Saved entries:
----------------

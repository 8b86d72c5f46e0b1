//! 集成测试公共工具: H.264 语法构造器与记录型解码后端.

#![allow(dead_code)]

use std::cell::RefCell;
use std::rc::Rc;

use bytes::Bytes;
use hwdec::codec::hwaccel::h264::VdpVideoSurface;
use hwdec::codec::parsers::h264::encode_nal;
use hwdec::codec::{DecodedPicture, FrameHandle, HwDecodeBackend, PictureInfoH264, Sps};
use hwdec::core::{BitWriter, HwdecResult};

pub fn init_test_logging() {
    let _ = env_logger::builder().is_test(true).try_init();
}

// ============================================================
// 码流构造
// ============================================================

/// 序列参数 (默认 320x240 Main, 帧编码, POC 类型 0)
#[derive(Debug, Clone)]
pub struct SeqParams {
    pub profile_idc: u8,
    pub level_idc: u8,
    pub width_mbs: u32,
    pub height_map_units: u32,
    pub frame_mbs_only: bool,
    pub poc_type: u32,
    /// log2_max_frame_num 与 log2_max_pic_order_cnt_lsb 都取 8
    pub num_ref_frames: u32,
}

impl Default for SeqParams {
    fn default() -> Self {
        Self {
            profile_idc: 77,
            level_idc: 30,
            width_mbs: 20,
            height_map_units: 15,
            frame_mbs_only: true,
            poc_type: 0,
            num_ref_frames: 4,
        }
    }
}

/// 切片类型语法值
#[derive(Debug, Clone, Copy, PartialEq, Eq)]
pub enum Kind {
    I,
    P,
    B,
}

impl Kind {
    fn slice_type(self) -> u32 {
        match self {
            Self::P => 5,
            Self::B => 6,
            Self::I => 7,
        }
    }
}

/// 一个切片的构造参数
#[derive(Debug, Clone)]
pub struct Pic {
    pub kind: Kind,
    pub idr: bool,
    pub nal_ref_idc: u8,
    pub frame_num: u32,
    pub poc_lsb: u32,
    /// Some(bottom_field_flag) 表示场图像
    pub field: Option<bool>,
    pub first_mb: u32,
    pub idr_pic_id: u32,
    /// (mmco, 参数 1, 参数 2)
    pub mmco: Vec<(u32, u32, u32)>,
}

impl Pic {
    pub fn idr(idr_pic_id: u32) -> Self {
        Self {
            kind: Kind::I,
            idr: true,
            nal_ref_idc: 3,
            frame_num: 0,
            poc_lsb: 0,
            field: None,
            first_mb: 0,
            idr_pic_id,
            mmco: Vec::new(),
        }
    }

    pub fn p(frame_num: u32, poc_lsb: u32) -> Self {
        Self {
            kind: Kind::P,
            idr: false,
            nal_ref_idc: 2,
            frame_num,
            poc_lsb,
            ..Self::idr(0)
        }
    }

    /// 非参考 B 图像
    pub fn b(frame_num: u32, poc_lsb: u32) -> Self {
        Self {
            kind: Kind::B,
            nal_ref_idc: 0,
            ..Self::p(frame_num, poc_lsb)
        }
    }

    pub fn field(self, bottom: bool) -> Self {
        Self {
            field: Some(bottom),
            ..self
        }
    }

    pub fn with_mmco(self, mmco: Vec<(u32, u32, u32)>) -> Self {
        Self { mmco, ..self }
    }
}

pub fn nal(nal_ref_idc: u8, nal_unit_type: u8, rbsp: &[u8]) -> Vec<u8> {
    let mut out = vec![(nal_ref_idc << 5) | nal_unit_type];
    out.extend(encode_nal(rbsp));
    out
}

pub fn sps_nal(seq: &SeqParams) -> Vec<u8> {
    let mut bw = BitWriter::new();
    bw.write_bits(u32::from(seq.profile_idc), 8);
    bw.write_bits(0, 8);
    bw.write_bits(u32::from(seq.level_idc), 8);
    bw.write_ue(0);
    bw.write_ue(4); // log2_max_frame_num_minus4
    bw.write_ue(seq.poc_type);
    if seq.poc_type == 0 {
        bw.write_ue(4);
    }
    bw.write_ue(seq.num_ref_frames);
    bw.write_flag(false);
    bw.write_ue(seq.width_mbs - 1);
    bw.write_ue(seq.height_map_units - 1);
    bw.write_flag(seq.frame_mbs_only);
    if !seq.frame_mbs_only {
        bw.write_flag(false);
    }
    bw.write_flag(true);
    bw.write_flag(false);
    bw.write_flag(false);
    bw.write_rbsp_trailing_bits();
    nal(3, 7, &bw.finish())
}

pub fn pps_nal() -> Vec<u8> {
    let mut bw = BitWriter::new();
    bw.write_ue(0);
    bw.write_ue(0);
    bw.write_flag(false);
    bw.write_flag(false);
    bw.write_ue(0);
    bw.write_ue(0);
    bw.write_ue(0);
    bw.write_flag(false);
    bw.write_bits(0, 2);
    bw.write_se(0);
    bw.write_se(0);
    bw.write_se(0);
    bw.write_flag(true);
    bw.write_flag(false);
    bw.write_flag(false);
    bw.write_rbsp_trailing_bits();
    nal(3, 8, &bw.finish())
}

pub fn slice_nal(seq: &SeqParams, pic: &Pic) -> Vec<u8> {
    let mut bw = BitWriter::new();
    bw.write_ue(pic.first_mb);
    bw.write_ue(pic.kind.slice_type());
    bw.write_ue(0);
    bw.write_bits(pic.frame_num, 8);
    if !seq.frame_mbs_only {
        bw.write_flag(pic.field.is_some());
        if let Some(bottom) = pic.field {
            bw.write_flag(bottom);
        }
    }
    if pic.idr {
        bw.write_ue(pic.idr_pic_id);
    }
    if seq.poc_type == 0 {
        bw.write_bits(pic.poc_lsb, 8);
    }
    if pic.kind == Kind::B {
        bw.write_flag(true);
    }
    if pic.kind != Kind::I {
        bw.write_flag(false);
        bw.write_flag(false);
        if pic.kind == Kind::B {
            bw.write_flag(false);
        }
    }
    if pic.nal_ref_idc != 0 {
        if pic.idr {
            bw.write_flag(false);
            bw.write_flag(false);
        } else if pic.mmco.is_empty() {
            bw.write_flag(false);
        } else {
            bw.write_flag(true);
            for &(op, a, b) in &pic.mmco {
                bw.write_ue(op);
                match op {
                    1 | 2 | 4 | 6 => bw.write_ue(a),
                    3 => {
                        bw.write_ue(a);
                        bw.write_ue(b);
                    }
                    _ => {}
                }
            }
            bw.write_ue(0);
        }
    }
    bw.write_se(0);
    bw.write_ue(0);
    bw.write_se(0);
    bw.write_se(0);
    // 模拟宏块数据: 字节对齐的 00 00 01 需要插入防竞争字节
    bw.align_to_byte();
    bw.write_bits(0, 16);
    bw.write_bits(0x01A5, 16);
    bw.write_rbsp_trailing_bits();
    let nal_unit_type = if pic.idr { 5 } else { 1 };
    nal(pic.nal_ref_idc, nal_unit_type, &bw.finish())
}

/// 参数集 + 全部切片
pub fn stream(seq: &SeqParams, pics: &[Pic]) -> Vec<Vec<u8>> {
    let mut units = vec![sps_nal(seq), pps_nal()];
    units.extend(pics.iter().map(|pic| slice_nal(seq, pic)));
    units
}

pub fn annex_b(units: &[Vec<u8>]) -> Bytes {
    let mut out = Vec::new();
    for unit in units {
        out.extend_from_slice(&[0, 0, 0, 1]);
        out.extend_from_slice(unit);
    }
    Bytes::from(out)
}

/// 4 字节长度前缀样本
pub fn length_prefixed(units: &[Vec<u8>]) -> Bytes {
    let mut out = Vec::new();
    for unit in units {
        out.extend_from_slice(&(unit.len() as u32).to_be_bytes());
        out.extend_from_slice(unit);
    }
    Bytes::from(out)
}

pub fn avcc_config(sps: &[u8], pps: &[u8]) -> Bytes {
    let mut out = vec![1, sps[1], sps[2], sps[3], 0xFF, 0xE1];
    out.extend_from_slice(&(sps.len() as u16).to_be_bytes());
    out.extend_from_slice(sps);
    out.push(1);
    out.extend_from_slice(&(pps.len() as u16).to_be_bytes());
    out.extend_from_slice(pps);
    Bytes::from(out)
}

// ============================================================
// 记录型后端
// ============================================================

pub type FreeLog = Rc<RefCell<Vec<VdpVideoSurface>>>;

#[derive(Debug)]
pub struct RecordedFrame {
    surface: VdpVideoSurface,
    freed: FreeLog,
}

impl FrameHandle for RecordedFrame {
    fn surface(&self) -> VdpVideoSurface {
        self.surface
    }

    fn free(self) {
        self.freed.borrow_mut().push(self.surface);
    }
}

/// 一次 decode 调用
#[derive(Debug, Clone)]
pub struct Submission {
    pub surface: VdpVideoSurface,
    pub info: PictureInfoH264,
    pub slices: usize,
}

/// 一次 present 调用
#[derive(Debug, Clone, PartialEq, Eq)]
pub struct Presentation {
    pub surface: VdpVideoSurface,
    pub frame_num: u32,
    pub poc: i32,
    pub complete: bool,
}

#[derive(Debug, Default)]
pub struct RecordingBackend {
    next_surface: VdpVideoSurface,
    pub allocated: Vec<VdpVideoSurface>,
    pub freed: FreeLog,
    pub submitted: Vec<Submission>,
    pub presented: Vec<Presentation>,
}

impl RecordingBackend {
    pub fn new() -> Self {
        Self {
            next_surface: 100,
            ..Self::default()
        }
    }

    pub fn presented_pocs(&self) -> Vec<i32> {
        self.presented.iter().map(|p| p.poc).collect()
    }

    pub fn freed_sorted(&self) -> Vec<VdpVideoSurface> {
        let mut freed = self.freed.borrow().clone();
        freed.sort_unstable();
        freed
    }
}

impl HwDecodeBackend for RecordingBackend {
    type Frame = RecordedFrame;

    fn alloc_frame(&mut self, _sps: &Sps) -> HwdecResult<RecordedFrame> {
        let surface = self.next_surface;
        self.next_surface += 1;
        self.allocated.push(surface);
        Ok(RecordedFrame {
            surface,
            freed: Rc::clone(&self.freed),
        })
    }

    fn decode(
        &mut self,
        frame: &RecordedFrame,
        info: &PictureInfoH264,
        slices: &[Bytes],
    ) -> HwdecResult<()> {
        self.submitted.push(Submission {
            surface: frame.surface,
            info: info.clone(),
            slices: slices.len(),
        });
        Ok(())
    }

    fn present(&mut self, picture: &DecodedPicture<RecordedFrame>) -> HwdecResult<()> {
        self.presented.push(Presentation {
            surface: picture.frame.surface(),
            frame_num: picture.frame_num(),
            poc: picture.poc(),
            complete: picture.is_complete(),
        });
        Ok(())
    }
}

----------------

What this task involves: For each line above that includes "codec", make a copy.

Response area:
use hwdec::codec::hwaccel::h264::VdpVideoSurface;
use hwdec::codec::parsers::h264::encode_nal;
use hwdec::codec::{DecodedPicture, FrameHandle, HwDecodeBackend, PictureInfoH264, Sps};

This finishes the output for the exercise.